**Directions for this task**
What you hand back must match the listing exactly.

**Source records**
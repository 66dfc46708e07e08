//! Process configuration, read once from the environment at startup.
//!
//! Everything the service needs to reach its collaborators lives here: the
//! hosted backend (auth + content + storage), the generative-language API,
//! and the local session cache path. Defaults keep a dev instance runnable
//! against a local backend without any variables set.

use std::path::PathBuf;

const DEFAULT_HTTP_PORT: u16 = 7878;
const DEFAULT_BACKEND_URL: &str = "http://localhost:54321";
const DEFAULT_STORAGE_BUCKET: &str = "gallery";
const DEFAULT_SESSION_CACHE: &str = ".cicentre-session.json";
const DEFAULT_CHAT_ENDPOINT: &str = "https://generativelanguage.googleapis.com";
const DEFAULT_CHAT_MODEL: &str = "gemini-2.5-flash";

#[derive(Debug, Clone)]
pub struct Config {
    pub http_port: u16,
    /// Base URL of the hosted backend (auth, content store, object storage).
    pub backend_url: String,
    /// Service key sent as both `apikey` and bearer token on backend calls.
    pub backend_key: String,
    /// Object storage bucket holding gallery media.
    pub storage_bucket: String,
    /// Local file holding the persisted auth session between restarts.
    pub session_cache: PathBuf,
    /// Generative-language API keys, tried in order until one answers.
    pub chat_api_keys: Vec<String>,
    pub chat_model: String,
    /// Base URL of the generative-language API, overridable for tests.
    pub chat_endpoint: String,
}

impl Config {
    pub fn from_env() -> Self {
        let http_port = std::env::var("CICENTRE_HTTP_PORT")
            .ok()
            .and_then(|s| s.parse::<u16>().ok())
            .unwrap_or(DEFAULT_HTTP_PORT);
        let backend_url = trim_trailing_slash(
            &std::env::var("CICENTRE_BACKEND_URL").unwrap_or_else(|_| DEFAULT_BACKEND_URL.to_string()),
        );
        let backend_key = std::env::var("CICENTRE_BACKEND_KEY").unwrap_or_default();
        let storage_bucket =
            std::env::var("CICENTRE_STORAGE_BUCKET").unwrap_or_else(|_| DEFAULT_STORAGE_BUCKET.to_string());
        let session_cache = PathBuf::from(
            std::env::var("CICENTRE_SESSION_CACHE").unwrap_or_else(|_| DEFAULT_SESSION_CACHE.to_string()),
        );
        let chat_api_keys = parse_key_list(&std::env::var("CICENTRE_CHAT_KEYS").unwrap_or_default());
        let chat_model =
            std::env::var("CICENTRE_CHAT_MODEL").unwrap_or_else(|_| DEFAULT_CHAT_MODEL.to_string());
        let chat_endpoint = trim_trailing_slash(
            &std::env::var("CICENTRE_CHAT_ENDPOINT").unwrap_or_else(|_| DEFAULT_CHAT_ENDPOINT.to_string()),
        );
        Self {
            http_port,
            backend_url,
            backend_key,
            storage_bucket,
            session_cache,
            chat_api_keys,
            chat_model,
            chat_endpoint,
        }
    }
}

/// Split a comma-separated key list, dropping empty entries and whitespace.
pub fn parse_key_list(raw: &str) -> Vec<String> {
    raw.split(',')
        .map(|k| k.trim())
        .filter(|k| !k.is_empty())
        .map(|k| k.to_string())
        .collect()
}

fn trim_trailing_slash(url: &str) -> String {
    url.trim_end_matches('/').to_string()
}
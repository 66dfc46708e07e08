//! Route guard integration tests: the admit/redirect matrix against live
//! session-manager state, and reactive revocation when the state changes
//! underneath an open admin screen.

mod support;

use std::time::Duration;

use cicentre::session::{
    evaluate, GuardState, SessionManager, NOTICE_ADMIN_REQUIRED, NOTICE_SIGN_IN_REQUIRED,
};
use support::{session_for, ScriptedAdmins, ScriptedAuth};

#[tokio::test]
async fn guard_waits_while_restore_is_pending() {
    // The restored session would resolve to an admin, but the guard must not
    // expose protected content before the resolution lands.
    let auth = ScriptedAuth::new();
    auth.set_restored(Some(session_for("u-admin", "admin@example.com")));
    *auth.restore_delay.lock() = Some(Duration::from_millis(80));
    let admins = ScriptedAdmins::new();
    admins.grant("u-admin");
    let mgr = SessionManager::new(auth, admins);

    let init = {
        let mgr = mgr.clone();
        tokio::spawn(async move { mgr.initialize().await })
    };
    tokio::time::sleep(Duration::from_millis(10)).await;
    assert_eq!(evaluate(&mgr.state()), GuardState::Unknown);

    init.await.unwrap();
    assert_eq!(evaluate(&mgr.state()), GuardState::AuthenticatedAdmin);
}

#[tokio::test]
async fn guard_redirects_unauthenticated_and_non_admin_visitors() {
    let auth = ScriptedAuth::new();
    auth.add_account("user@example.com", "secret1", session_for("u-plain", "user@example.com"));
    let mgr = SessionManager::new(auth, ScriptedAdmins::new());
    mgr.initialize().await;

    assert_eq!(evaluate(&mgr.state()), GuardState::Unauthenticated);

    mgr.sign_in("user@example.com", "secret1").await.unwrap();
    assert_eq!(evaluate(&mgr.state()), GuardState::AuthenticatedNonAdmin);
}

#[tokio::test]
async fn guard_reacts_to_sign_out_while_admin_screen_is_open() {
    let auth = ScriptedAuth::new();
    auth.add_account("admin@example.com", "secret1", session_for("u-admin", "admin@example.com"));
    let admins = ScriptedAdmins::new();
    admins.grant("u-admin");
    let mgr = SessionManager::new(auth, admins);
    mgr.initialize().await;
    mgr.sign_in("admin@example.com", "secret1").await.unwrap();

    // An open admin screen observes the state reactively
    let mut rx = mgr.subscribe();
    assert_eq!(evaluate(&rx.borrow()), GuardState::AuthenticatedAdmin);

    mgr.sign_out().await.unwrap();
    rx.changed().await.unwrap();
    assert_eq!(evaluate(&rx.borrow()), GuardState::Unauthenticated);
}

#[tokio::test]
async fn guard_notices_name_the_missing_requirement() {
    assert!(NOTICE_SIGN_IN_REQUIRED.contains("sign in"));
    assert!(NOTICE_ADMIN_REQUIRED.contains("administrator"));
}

**Solution to the exercise**
repository 66dfc46708e07e08
//! Process configuration, read once from the environment at startup.
//!
//! Everything the service needs to reach its collaborators lives here: the
//! hosted backend (auth + content + storage), the generative-language API,
//! and the local session cache path. Defaults keep a dev instance runnable
//! against a local backend without any variables set.

use std::path::PathBuf;

const DEFAULT_HTTP_PORT: u16 = 7878;
const DEFAULT_BACKEND_URL: &str = "http://localhost:54321";
const DEFAULT_STORAGE_BUCKET: &str = "gallery";
const DEFAULT_SESSION_CACHE: &str = ".cicentre-session.json";
const DEFAULT_CHAT_ENDPOINT: &str = "https://generativelanguage.googleapis.com";
const DEFAULT_CHAT_MODEL: &str = "gemini-2.5-flash";

#[derive(Debug, Clone)]
pub struct Config {
    pub http_port: u16,
    /// Base URL of the hosted backend (auth, content store, object storage).
    pub backend_url: String,
    /// Service key sent as both `apikey` and bearer token on backend calls.
    pub backend_key: String,
    /// Object storage bucket holding gallery media.
    pub storage_bucket: String,
    /// Local file holding the persisted auth session between restarts.
    pub session_cache: PathBuf,
    /// Generative-language API keys, tried in order until one answers.
    pub chat_api_keys: Vec<String>,
    pub chat_model: String,
    /// Base URL of the generative-language API, overridable for tests.
    pub chat_endpoint: String,
}

impl Config {
    pub fn from_env() -> Self {
        let http_port = std::env::var("CICENTRE_HTTP_PORT")
            .ok()
            .and_then(|s| s.parse::<u16>().ok())
            .unwrap_or(DEFAULT_HTTP_PORT);
        let backend_url = trim_trailing_slash(
            &std::env::var("CICENTRE_BACKEND_URL").unwrap_or_else(|_| DEFAULT_BACKEND_URL.to_string()),
        );
        let backend_key = std::env::var("CICENTRE_BACKEND_KEY").unwrap_or_default();
        let storage_bucket =
            std::env::var("CICENTRE_STORAGE_BUCKET").unwrap_or_else(|_| DEFAULT_STORAGE_BUCKET.to_string());
        let session_cache = PathBuf::from(
            std::env::var("CICENTRE_SESSION_CACHE").unwrap_or_else(|_| DEFAULT_SESSION_CACHE.to_string()),
        );
        let chat_api_keys = parse_key_list(&std::env::var("CICENTRE_CHAT_KEYS").unwrap_or_default());
        let chat_model =
            std::env::var("CICENTRE_CHAT_MODEL").unwrap_or_else(|_| DEFAULT_CHAT_MODEL.to_string());
        let chat_endpoint = trim_trailing_slash(
            &std::env::var("CICENTRE_CHAT_ENDPOINT").unwrap_or_else(|_| DEFAULT_CHAT_ENDPOINT.to_string()),
        );
        Self {
            http_port,
            backend_url,
            backend_key,
            storage_bucket,
            session_cache,
            chat_api_keys,
            chat_model,
            chat_endpoint,
        }
    }
}

/// Split a comma-separated key list, dropping empty entries and whitespace.
pub fn parse_key_list(raw: &str) -> Vec<String> {
    raw.split(',')
        .map(|k| k.trim())
        .filter(|k| !k.is_empty())
        .map(|k| k.to_string())
        .collect()
}

fn trim_trailing_slash(url: &str) -> String {
    url.trim_end_matches('/').to_string()
}
repository 66dfc46708e07e08
//! Route guard integration tests: the admit/redirect matrix against live
//! session-manager state, and reactive revocation when the state changes
//! underneath an open admin screen.

mod support;

use std::time::Duration;

use cicentre::session::{
    evaluate, GuardState, SessionManager, NOTICE_ADMIN_REQUIRED, NOTICE_SIGN_IN_REQUIRED,
};
use support::{session_for, ScriptedAdmins, ScriptedAuth};

#[tokio::test]
async fn guard_waits_while_restore_is_pending() {
    // The restored session would resolve to an admin, but the guard must not
    // expose protected content before the resolution lands.
    let auth = ScriptedAuth::new();
    auth.set_restored(Some(session_for("u-admin", "admin@example.com")));
    *auth.restore_delay.lock() = Some(Duration::from_millis(80));
    let admins = ScriptedAdmins::new();
    admins.grant("u-admin");
    let mgr = SessionManager::new(auth, admins);

    let init = {
        let mgr = mgr.clone();
        tokio::spawn(async move { mgr.initialize().await })
    };
    tokio::time::sleep(Duration::from_millis(10)).await;
    assert_eq!(evaluate(&mgr.state()), GuardState::Unknown);

    init.await.unwrap();
    assert_eq!(evaluate(&mgr.state()), GuardState::AuthenticatedAdmin);
}

#[tokio::test]
async fn guard_redirects_unauthenticated_and_non_admin_visitors() {
    let auth = ScriptedAuth::new();
    auth.add_account("user@example.com", "secret1", session_for("u-plain", "user@example.com"));
    let mgr = SessionManager::new(auth, ScriptedAdmins::new());
    mgr.initialize().await;

    assert_eq!(evaluate(&mgr.state()), GuardState::Unauthenticated);

    mgr.sign_in("user@example.com", "secret1").await.unwrap();
    assert_eq!(evaluate(&mgr.state()), GuardState::AuthenticatedNonAdmin);
}

#[tokio::test]
async fn guard_reacts_to_sign_out_while_admin_screen_is_open() {
    let auth = ScriptedAuth::new();
    auth.add_account("admin@example.com", "secret1", session_for("u-admin", "admin@example.com"));
    let admins = ScriptedAdmins::new();
    admins.grant("u-admin");
    let mgr = SessionManager::new(auth, admins);
    mgr.initialize().await;
    mgr.sign_in("admin@example.com", "secret1").await.unwrap();

    // An open admin screen observes the state reactively
    let mut rx = mgr.subscribe();
    assert_eq!(evaluate(&rx.borrow()), GuardState::AuthenticatedAdmin);

    mgr.sign_out().await.unwrap();
    rx.changed().await.unwrap();
    assert_eq!(evaluate(&rx.borrow()), GuardState::Unauthenticated);
}

#[tokio::test]
async fn guard_notices_name_the_missing_requirement() {
    assert!(NOTICE_SIGN_IN_REQUIRED.contains("sign in"));
    assert!(NOTICE_ADMIN_REQUIRED.contains("administrator"));
}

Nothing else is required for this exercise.